▶ _Assigned task_: Set down exactly the lines of the listing below, please, beginning with the first and ending with the line that holds "let mut message".
_ _ _ _ _
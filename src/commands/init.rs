use crate::commands::Out;
use crate::error::{ErrorType, IntoResult};
use crate::{Config, Result};
use anyhow::Context;
use std::path::Path;

/// Creates the data directory, its subdirectories and:
/// - Creates an initial `config.json` file with default settings
/// - Copies `secret_file` into its default location in the data dir.
///
/// # Arguments
/// - `tracpro_home` - The directory that will be the root of data directory, e.g. `$HOME/tracpro`
/// - `secret_file` - The downloaded OAuth 2.0 client credentials JSON needed to start the Google
///   OAuth workflow. This will be copied from the `secret_file` path to its default location and
///   name in the data directory.
///
/// # Errors
/// - Returns an error if any file operations fail.
pub async fn init(tracpro_home: &Path, secret_file: &Path) -> Result<Out<()>> {
    let config = Config::create(tracpro_home, secret_file)
        .await
        .context("Unable to create the data directory and configs")
        .pub_result(ErrorType::Config)?;
    let mut message = format!(
        "Successfully created the tracpro directory and config in {}",
        config.root().display()
    );
    if let Some(problem) = config.startup_error() {
        message.push_str(&format!("\n\nWarning: {problem}"));
    }
    Ok(message.into())
}

#[cfg(test)]
mod tests {
    use super::*;
    use crate::test::write_client_secret;
    use tempfile::TempDir;

    #[tokio::test]
    async fn test_init() {
        let dir = TempDir::new().unwrap();
        let secret = dir.path().join("downloaded.json");
        write_client_secret(&secret, "1234-abcd.apps.googleusercontent.com");
        let home = dir.path().join("tracpro");

        let out = init(&home, &secret).await.unwrap();
        assert!(out.message().starts_with("Successfully created"));
        assert!(!out.message().contains("Warning"));
        assert!(Config::load(&home).await.is_ok());
    }

    #[tokio::test]
    async fn test_init_missing_secret() {
        let dir = TempDir::new().unwrap();
        let err = init(&dir.path().join("tracpro"), &dir.path().join("missing.json"))
            .await
            .unwrap_err();
        assert!(err.is(ErrorType::Config));
    }
}
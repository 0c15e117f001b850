//! Deserialization of the Google OAuth client credential file, `client_secret.json`, as
//! downloaded from the Google Cloud Console.

use crate::error::Res;
use crate::utils;
use anyhow::Context;
use serde::de::Error;
use serde::{Deserialize, Deserializer, Serialize, Serializer};
use std::path::Path;

/// This redirect needs to be present in the OAuth credential file, or else OAuth will not work.
const REDIRECT: &str = "http://localhost";

/// Represents the structure of the `client_secret.json` file downloaded from Google Cloud Console.
///
/// This file contains OAuth 2.0 Desktop Application credentials. The standard format from Google
/// has an "installed" wrapper around the actual credentials.
///
/// Example:
/// ```json
/// {
///   "installed": {
///     "client_id": "1234-abcd.apps.googleusercontent.com",
///     "client_secret": "GOCSPX-...",
///     "redirect_uris": ["http://localhost"],
///     "auth_uri": "https://accounts.google.com/o/oauth2/auth",
///     "token_uri": "https://oauth2.googleapis.com/token"
///   }
/// }
/// ```
#[derive(Default, Debug, Clone, Serialize, Deserialize)]
#[serde(rename_all = "snake_case")]
pub(crate) struct SecretFile {
    installed: InstalledCredentials,
}

impl SecretFile {
    /// Loads the OAuth client credentials from `path`.
    pub(crate) async fn load(path: &Path) -> Res<SecretFile> {
        utils::deserialize(path)
            .await
            .context("Unable to read the OAuth client secret file")
    }

    pub(crate) fn client_id(&self) -> &str {
        &self.installed.client_id
    }

    pub(crate) fn client_secret(&self) -> &str {
        &self.installed.client_secret
    }

    pub(crate) fn auth_uri(&self) -> &str {
        &self.installed.auth_uri
    }

    pub(crate) fn token_uri(&self) -> &str {
        &self.installed.token_uri
    }
}

/// The actual OAuth credentials nested within the `client_secret.json` file.
#[derive(Default, Debug, Clone, Serialize, Deserialize)]
#[serde(rename_all = "snake_case")]
struct InstalledCredentials {
    client_id: String,

    client_secret: String,

    /// For this application, should contain "http://localhost" (without a port number)
    redirect_uris: RedirectUris,

    /// Google's OAuth authorization endpoint
    #[serde(default = "default_auth_uri")]
    auth_uri: String,

    /// Google's OAuth token endpoint
    #[serde(default = "default_token_uri")]
    token_uri: String,
}

fn default_auth_uri() -> String {
    "https://accounts.google.com/o/oauth2/auth".to_string()
}

fn default_token_uri() -> String {
    "https://oauth2.googleapis.com/token".to_string()
}

#[derive(Default, Debug, Clone)]
struct RedirectUris(Vec<String>);

impl Serialize for RedirectUris {
    fn serialize<S>(&self, serializer: S) -> std::result::Result<S::Ok, S::Error>
    where
        S: Serializer,
    {
        self.0.serialize(serializer)
    }
}

impl<'de> Deserialize<'de> for RedirectUris {
    fn deserialize<D>(deserializer: D) -> std::result::Result<Self, D::Error>
    where
        D: Deserializer<'de>,
    {
        let vec = Vec::<String>::deserialize(deserializer)?;
        if !vec.iter().any(|s| is_valid_redirect(s)) {
            return Err(D::Error::custom(format!(
                "At least one of the redirects needs to be {REDIRECT}, but this was not found. \
                When creating the OAuth client for TracPro, you must include '{REDIRECT}'"
            )));
        }
        Ok(RedirectUris(vec))
    }
}

fn is_valid_redirect(s: &str) -> bool {
    s == REDIRECT || s == "http://127.0.0.1"
}
use clap::Parser;
use std::process::ExitCode;
use tracpro_sync::args::{Args, Command};
use tracpro_sync::{commands, Config, Mode, Result};
use tracing::{debug, error, trace};
use tracing_subscriber::filter::LevelFilter;
use tracing_subscriber::EnvFilter;

#[tokio::main]
async fn main() -> ExitCode {
    let args = Args::parse();
    let log_level = args.common().log_level();
    init_logger(log_level);
    debug!("Log level set to {}", log_level.to_string().to_lowercase());

    match main_inner(args).await {
        Ok(_) => ExitCode::SUCCESS,
        Err(e) => {
            error!("Exiting with error: {e}");
            ExitCode::FAILURE
        }
    }
}

pub async fn main_inner(args: Args) -> Result<()> {
    trace!("{args:?}");
    let home = args.common().tracpro_home().path();

    // This allows for testing the program without hitting the Google APIs. When
    // TRACPRO_IN_TEST_MODE is set and non-zero in length, then the mode will be Mode::Testing,
    // otherwise it will be Mode::Google.
    let mode = Mode::from_env();

    let _: () = match args.command() {
        Command::Init(init_args) => commands::init(home, init_args.client_secret())
            .await?
            .print(),

        Command::Connect => commands::connect(Config::load(home).await?, mode)
            .await?
            .print(),

        Command::ConnectSheet(sheet_args) => {
            let config = Config::load(home).await?;
            commands::connect_sheet(config, mode, sheet_args.id_or_url())
                .await?
                .print()
        }

        Command::CreateSheet(sheet_args) => {
            let config = Config::load(home).await?;
            commands::create_sheet(config, mode, sheet_args.title())
                .await?
                .print()
        }

        Command::SignOut => commands::sign_out(Config::load(home).await?, mode)
            .await?
            .print(),

        Command::Whoami => commands::whoami(Config::load(home).await?, mode)
            .await?
            .print(),

        Command::Status => commands::status(Config::load(home).await?, mode)
            .await?
            .print(),

        Command::Add(add_args) => {
            let config = Config::load(home).await?;
            commands::add(config, mode, add_args.clone()).await?.print()
        }

        Command::Recent(recent_args) => {
            let config = Config::load(home).await?;
            commands::recent(config, mode, recent_args.clone())
                .await?
                .print()
        }

        Command::Categories(categories_args) => {
            let config = Config::load(home).await?;
            commands::categories(config, mode, categories_args.action())
                .await?
                .print()
        }

        Command::Theme(theme_args) => {
            let config = Config::load(home).await?;
            commands::theme(config, mode, theme_args.choice())
                .await?
                .print()
        }
    };
    Ok(())
}

/// Initializes the tracing subscriber.
pub fn init_logger(level: LevelFilter) {
    let filter = match std::env::var("RUST_LOG").ok() {
        Some(_) => {
            // RUST_LOG exists; use it.
            EnvFilter::from_default_env()
        }
        None => {
            // RUST_LOG does not exist; use default log level for the library and the binary only.
            EnvFilter::new(format!(
                "{}={},{}={}",
                env!("CARGO_PKG_NAME").replace('-', "_"),
                level,
                env!("CARGO_BIN_NAME"),
                level
            ))
        }
    };

    tracing_subscriber::fmt()
        .with_env_filter(filter)
        .with_writer(std::io::stderr)
        .init();
}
_ _ _ _ _
▶ _Task result_:
filename src/commands/init.rs
use crate::commands::Out;
use crate::error::{ErrorType, IntoResult};
use crate::{Config, Result};
use anyhow::Context;
use std::path::Path;

/// Creates the data directory, its subdirectories and:
/// - Creates an initial `config.json` file with default settings
/// - Copies `secret_file` into its default location in the data dir.
///
/// # Arguments
/// - `tracpro_home` - The directory that will be the root of data directory, e.g. `$HOME/tracpro`
/// - `secret_file` - The downloaded OAuth 2.0 client credentials JSON needed to start the Google
///   OAuth workflow. This will be copied from the `secret_file` path to its default location and
///   name in the data directory.
///
/// # Errors
/// - Returns an error if any file operations fail.
pub async fn init(tracpro_home: &Path, secret_file: &Path) -> Result<Out<()>> {
    let config = Config::create(tracpro_home, secret_file)
        .await
        .context("Unable to create the data directory and configs")
        .pub_result(ErrorType::Config)?;
    let mut message = format!(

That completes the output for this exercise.